More surveillance please, we’re British

Tuesday, July 1st, 2008

Manchester, England looks likely to get a congestion charging scheme to penalise motorists using the roads when they are most needed. As a sweetener, some of the revenue raised will be spent on local public transport.

It’s a hotly debated topic, and whilst the basic purpose - to reduce rush hour traffic - is a Good Thing it has many implications which need to be thought through. These incude the effect on Manchester businesses, house prices, the cost of deliveries, disadvantaging the less well off, increased pressure on public transport and so on.

Quite separately, I want to know why increasingly, the solution to social questions appears to be the installation of more cameras to snoop on law abiding citizens. (more…)

Upsell me!

Friday, June 27th, 2008

I went to the local shops yesterday. Has an email recently gone out instructing all retailers to hustle for extra business?

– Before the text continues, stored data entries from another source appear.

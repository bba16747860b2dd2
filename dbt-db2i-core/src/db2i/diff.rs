//! SQL comparing the contents of two relations.

use crate::db2i::relation::{Db2iRelation, quote_identifier};

/// Build a query returning one row: `row_count_difference` (rows in `a`
/// minus rows in `b`) and `num_mismatched` (rows present on only one side).
///
/// Columns are quoted and sorted, so the same inputs always produce the same
/// text. `except_operator` is inserted verbatim.
pub fn rows_different_sql<S: AsRef<str>>(
    relation_a: &Db2iRelation,
    relation_b: &Db2iRelation,
    column_names: &[S],
    except_operator: &str,
) -> String {
    let mut names: Vec<String> = column_names
        .iter()
        .map(|name| quote_identifier(name.as_ref()))
        .collect();
    names.sort();
    let columns = names.join(", ");

    format!(
        r#"with diff_count as (
    SELECT
        1 as id,
        COUNT(*) as num_missing FROM (
            (SELECT {columns} FROM {relation_a} {except_op}
             SELECT {columns} FROM {relation_b})
             UNION ALL
            (SELECT {columns} FROM {relation_b} {except_op}
             SELECT {columns} FROM {relation_a})
        ) as a
), table_a as (
    SELECT COUNT(*) as num_rows FROM {relation_a}
), table_b as (
    SELECT COUNT(*) as num_rows FROM {relation_b}
), row_count_diff as (
    select
        1 as id,
        table_a.num_rows - table_b.num_rows as difference
    from table_a, table_b
)
select
    row_count_diff.difference as row_count_difference,
    diff_count.num_missing as num_mismatched
from row_count_diff
join diff_count on row_count_diff.id = diff_count.id"#,
        columns = columns,
        relation_a = relation_a,
        relation_b = relation_b,
        except_op = except_operator,
    )
}
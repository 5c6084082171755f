//! The observation-sink interface (§6 "Sink interface"). The sink itself —
//! its storage backend — is out of scope (§1); this crate only defines the
//! boundary the recording round-tripper (§4.4) calls across.

use async_trait::async_trait;

use crate::recorded::RecordedExchange;

#[async_trait]
pub trait RecordSink: Send + Sync {
    async fn record_with_scenario(&self, exchange: RecordedExchange);

    /// Cheap short-circuit so the round-tripper can skip the capture-and-tee
    /// work entirely when nothing is listening.
    fn is_enabled(&self) -> bool;
}

/// Default sink when no recorder is configured. `is_enabled` is `false`, so
/// the round-tripper never does the capture work for it.
#[derive(Debug, Default, Clone, Copy)]
pub struct NoopRecordSink;

#[async_trait]
impl RecordSink for NoopRecordSink {
    async fn record_with_scenario(&self, _exchange: RecordedExchange) {}

    fn is_enabled(&self) -> bool {
        false
    }
}

#[cfg(test)]
mod tests {
    use super::*;

    #[test]
    fn noop_sink_is_disabled() {
        assert!(!NoopRecordSink.is_enabled());
    }
}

First, to the post office to send a parcel. “Whatever is the cheapest way, please.” Would I like to insure the parcel? No thanks. Would I like proof of delivery? No thanks. Do I have a credit card? Er, yes. Do I go abroad? Hmm. Yes. Would I be interested in the post office’s own credit card which is the only one not to charge for foreign transactions? Nope. I use the Nationwide credit card which also doesn’t charge for foreign transactions, thanks. Bye.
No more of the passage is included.